The entrance to the Patron’s Lounge was discrete but well guarded. If there had been doubt about Keelut’s rank he would have been asked for his papers. He possessed enough trappings of nobility – a saber, a school tie and an expensive suit – that he was allowed to enter the Lounge unchallenged. The moment he did so he slowed his pace to allow the dancer to catch up to him. When she did, he clasped her left hand with his right. He led her to a semicircular couch beside an unused, small stage.
Keelut spoke first, “What’s your name?”
“That doesn’t sound like a stripper name.”
“It isn’t, its my real name.”
“Are you any relation? I mean, to the Andersons.” He was making small talk; he was certain she was a nobody.

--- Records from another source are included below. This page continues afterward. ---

//! OpenAI-compatible chat-completions wire adapter, used for the "grok"
//! provider name.

use crate::wire::normalize_usage;
use crate::Provider;
use async_trait::async_trait;
use serde::{Deserialize, Serialize};
use shepherd_types::{
    ErrorKind, FinishReason, LlmRequest, LlmResponse, Message, ShepherdError, ToolCall,
    ToolDefinition,
};

const DEFAULT_MODEL: &str = "grok-4-fast";
const DEFAULT_TEMPERATURE: f32 = 0.2;

/// Calls an OpenAI Chat Completions-compatible endpoint.
pub struct GrokProvider {
    api_key: String,
    base_url: String,
    default_model: String,
    client: reqwest::Client,
}

impl GrokProvider {
    /// Build an adapter against the given base URL (no trailing slash),
    /// e.g. `https://api.x.ai/v1`.
    pub fn new(api_key: impl Into<String>, base_url: impl Into<String>) -> Self {
        Self {
            api_key: api_key.into(),
            base_url: base_url.into(),
            default_model: DEFAULT_MODEL.to_string(),
            client: reqwest::Client::new(),
        }
    }

    /// Override the default model used when a request leaves `model` empty.
    pub fn with_default_model(mut self, model: impl Into<String>) -> Self {
        self.default_model = model.into();
        self
    }

    fn build_request(&self, request: &LlmRequest) -> GrokRequest {
        let model = if request.model.is_empty() {
            self.default_model.clone()
        } else {
            request.model.clone()
        };
        let max_tokens = request.max_output_tokens.max(1);
        let temperature = request.temperature.unwrap_or(DEFAULT_TEMPERATURE);
        let messages = request.messages.iter().map(to_grok_message).collect();
        let tools: Vec<GrokTool> = request.tools().iter().map(to_grok_tool).collect();

        GrokRequest {
            model,
            messages,
            max_tokens,
            temperature,
            tools: if tools.is_empty() { None } else { Some(tools) },
        }
    }

    fn parse_response(&self, response: GrokResponse) -> Result<LlmResponse, ShepherdError> {
        let choice = response.choices.into_iter().next().ok_or_else(|| {
            ShepherdError::new(ErrorKind::Unknown, "provider returned no choices")
        })?;

        let text = choice.message.content.clone().unwrap_or_default();
        let tool_calls = choice
            .message
            .tool_calls
            .unwrap_or_default()
            .into_iter()
            .map(|tc| ToolCall::new(tc.id, tc.function.name, tc.function.arguments))
            .collect();

        let finish_reason = match choice.finish_reason.as_str() {
            "stop" => FinishReason::Stop,
            "tool_calls" => FinishReason::ToolCall,
            "length" => FinishReason::Length,
            "content_filter" => FinishReason::ContentFilter,
            _ => FinishReason::Unknown,
        };

        Ok(LlmResponse {
            provider: "grok".to_string(),
            model: response.model,
            text: text.clone(),
            message: Message::assistant(text, tool_calls),
            usage: normalize_usage(&response.usage),
            finish_reason,
            response_id: Some(response.id),
        })
    }
}

#[async_trait]
impl Provider for GrokProvider {
    async fn chat(&self, request: LlmRequest) -> Result<LlmResponse, ShepherdError> {
        if self.api_key.is_empty() {
            return Err(ShepherdError::config_missing_key("grok"));
        }

        let body = self.build_request(&request);
        let url = format!("{}/chat/completions", self.base_url);
        let http_response = self
            .client
            .post(&url)
            .bearer_auth(&self.api_key)
            .json(&body)
            .send()
            .await
            .map_err(|e| ShepherdError::new(ErrorKind::Network, e.to_string()))?;

        let status = http_response.status();
        if status == reqwest::StatusCode::UNAUTHORIZED || status == reqwest::StatusCode::FORBIDDEN
        {
            let body = http_response.text().await.unwrap_or_default();
            return Err(ShepherdError::new(ErrorKind::Auth, body));
        }
        if status == reqwest::StatusCode::NOT_FOUND {
            let body = http_response.text().await.unwrap_or_default();
            return Err(ShepherdError::new(ErrorKind::ModelNotFound, body));
        }
        if !status.is_success() {
            let body = http_response.text().await.unwrap_or_default();
            return Err(ShepherdError::new(
                ErrorKind::Unknown,
                format!("HTTP {status}: {body}"),
            ));
        }

        let parsed: GrokResponse = http_response
            .json()
            .await
            .map_err(|e| ShepherdError::new(ErrorKind::Unknown, e.to_string()))?;
        self.parse_response(parsed)
    }
}

fn to_grok_message(message: &Message) -> GrokMessage {
    match message {
        Message::System { content } => GrokMessage {
            role: "system".into(),
            content: Some(content.clone()),
            tool_calls: None,
            tool_call_id: None,
        },
        Message::User { content } => GrokMessage {
            role: "user".into(),
            content: Some(content.clone()),
            tool_calls: None,
            tool_call_id: None,
        },
        Message::Assistant {
            content,
            tool_calls,
        } => GrokMessage {
            role: "assistant".into(),
            content: if content.is_empty() && !tool_calls.is_empty() {
                None
            } else {
                Some(content.clone())
            },
            tool_calls: if tool_calls.is_empty() {
                None
            } else {
                Some(
                    tool_calls
                        .iter()
                        .map(|tc| GrokToolCall {
                            id: tc.id.clone(),
                            call_type: "function".into(),
                            function: GrokFunctionCall {
                                name: tc.name.clone(),
                                arguments: tc.arguments_json.clone(),
                            },
                        })
                        .collect(),
                )
            },
            tool_call_id: None,
        },
        Message::Tool {
            tool_call_id,
            content,
            ..
        } => GrokMessage {
            role: "tool".into(),
            content: Some(content.clone()),
            tool_calls: None,
            tool_call_id: Some(tool_call_id.clone()),
        },
    }
}

fn to_grok_tool(def: &ToolDefinition) -> GrokTool {
    GrokTool {
        tool_type: "function".into(),
        function: GrokFunction {
            name: def.name.clone(),
            description: def.description.clone(),
            parameters: def.parameters.clone(),
        },
    }
}

#[derive(Debug, Serialize)]
struct GrokRequest {
    model: String,
    messages: Vec<GrokMessage>,
    max_tokens: u32,
    temperature: f32,
    #[serde(skip_serializing_if = "Option::is_none")]
    tools: Option<Vec<GrokTool>>,
}

#[derive(Debug, Serialize, Deserialize)]
struct GrokMessage {
    role: String,
    #[serde(skip_serializing_if = "Option::is_none")]
    content: Option<String>,
    #[serde(skip_serializing_if = "Option::is_none")]
    tool_calls: Option<Vec<GrokToolCall>>,
    #[serde(skip_serializing_if = "Option::is_none")]
    tool_call_id: Option<String>,
}

#[derive(Debug, Clone, Serialize, Deserialize)]
struct GrokToolCall {
    id: String,
    #[serde(rename = "type")]
    call_type: String,
    function: GrokFunctionCall,
}

#[derive(Debug, Clone, Serialize, Deserialize)]
struct GrokFunctionCall {
    name: String,
    arguments: String,
}

#[derive(Debug, Serialize)]
struct GrokTool {
    #[serde(rename = "type")]
    tool_type: String,
    function: GrokFunction,
}

#[derive(Debug, Serialize)]
struct GrokFunction {
    name: String,
    description: String,
    parameters: serde_json::Value,
}

#[derive(Debug, Deserialize)]
struct GrokResponse {
    #[serde(default)]
    id: String,
    choices: Vec<GrokChoice>,
    model: String,
    #[serde(default)]
    usage: serde_json::Value,
}

#[derive(Debug, Deserialize)]
struct GrokChoice {
    message: GrokMessage,
    finish_reason: String,
}

#[cfg(test)]
mod tests {
    use super::*;
    use shepherd_types::Purpose;

    fn base_request() -> LlmRequest {
        LlmRequest {
            provider: "grok".into(),
            model: String::new(),
            messages: vec![Message::user("hello")],
            max_output_tokens: 512,
            temperature: None,
            tools: None,
            purpose: Purpose::Default,
            meta: None,
        }
    }

    #[test]
    fn build_request_fills_default_model_and_temperature() {
        let provider = GrokProvider::new("key", "https://api.x.ai/v1");
        let body = provider.build_request(&base_request());
        assert_eq!(body.model, DEFAULT_MODEL);
        assert_eq!(body.temperature, DEFAULT_TEMPERATURE);
        assert!(body.tools.is_none());
    }

    #[test]
    fn assistant_tool_call_message_omits_content_when_empty() {
        let provider = GrokProvider::new("key", "https://api.x.ai/v1");
        let mut req = base_request();
        req.messages.push(Message::assistant(
            "",
            vec![ToolCall::new("call_1", "list_dir", "{}".into())],
        ));
        let body = provider.build_request(&req);
        let last = body.messages.last().unwrap();
        assert!(last.content.is_none());
        assert_eq!(last.tool_calls.as_ref().unwrap().len(), 1);
    }

    #[test]
    fn tool_message_carries_tool_call_id() {
        let provider = GrokProvider::new("key", "https://api.x.ai/v1");
        let mut req = base_request();
        req.messages
            .push(Message::tool("list_dir", "call_1", "{\"ok\":true}"));
        let body = provider.build_request(&req);
        let last = body.messages.last().unwrap();
        assert_eq!(last.role, "tool");
        assert_eq!(last.tool_call_id.as_deref(), Some("call_1"));
    }

    #[test]
    fn parse_response_maps_tool_calls_finish_reason() {
        let provider = GrokProvider::new("key", "https://api.x.ai/v1");
        let response = GrokResponse {
            id: "resp_1".into(),
            choices: vec![GrokChoice {
                message: GrokMessage {
                    role: "assistant".into(),
                    content: None,
                    tool_calls: Some(vec![GrokToolCall {
                        id: "call_1".into(),
                        call_type: "function".into(),
                        function: GrokFunctionCall {
                            name: "calculator".into(),
                            arguments: "{\"expression\":\"1+1\"}".into(),
                        },
                    }]),
                    tool_call_id: None,
                },
                finish_reason: "tool_calls".into(),
            }],
            model: "grok-4-fast".into(),
            usage: serde_json::json!({"prompt_tokens": 10, "completion_tokens": 4}),
        };

        let parsed = provider.parse_response(response).unwrap();
        assert_eq!(parsed.finish_reason, FinishReason::ToolCall);
        assert_eq!(parsed.usage.total_tokens, 14);
        assert_eq!(parsed.message.tool_calls().len(), 1);
    }

    #[tokio::test]
    async fn missing_api_key_is_rejected_before_any_request() {
        let provider = GrokProvider::new("", "https://api.x.ai/v1");
        let err = provider.chat(base_request()).await.unwrap_err();
        assert_eq!(err.kind, ErrorKind::ConfigMissingKey);
    }
}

“Yeah. My great-grandfather is the Anderson.”
“You mean the head of the Merchant House?”
She nodded her head twice.
Her claim to noble status puzzled him. The Anderson’s had inter-bred with Tlingit, Unanga and Yupik, so were mostly broad shouldered, dark haired and swarthy. This dancer had light hair, grey-green eyes and a slight frame. Were her low-class features recessive traits? Was she genetically engineered? Looks were only part of the mystery. The bigger question was why, if noble, was she here at all? She must have been shunned
Keeluk said, “I’m an Okpik. I’m surprised we haven’t met before. My family goes to all of the Anderson balls.”
“Mine doesn’t.” She spoke these words not to him, but to his sword, an emblem of status, which he had layed carefully on the couch beside them.
The knowledge that she was of higher rank than he was – although shunned by her family – left things in an indeterminate state.
“Why did you take me to the Patron’s Lounge?” Tanya asked.
Keelut put his left hand on her thigh. She stiffened. After a moment she relaxed slightly, but remained tense. He looked at her, trying to capture the feeling of power he usually felt when alone with a dancer. She didn’t look away.
He picked up his drink as if that was the reason his hand was retreating from her thigh. “Where are you from?” he asked.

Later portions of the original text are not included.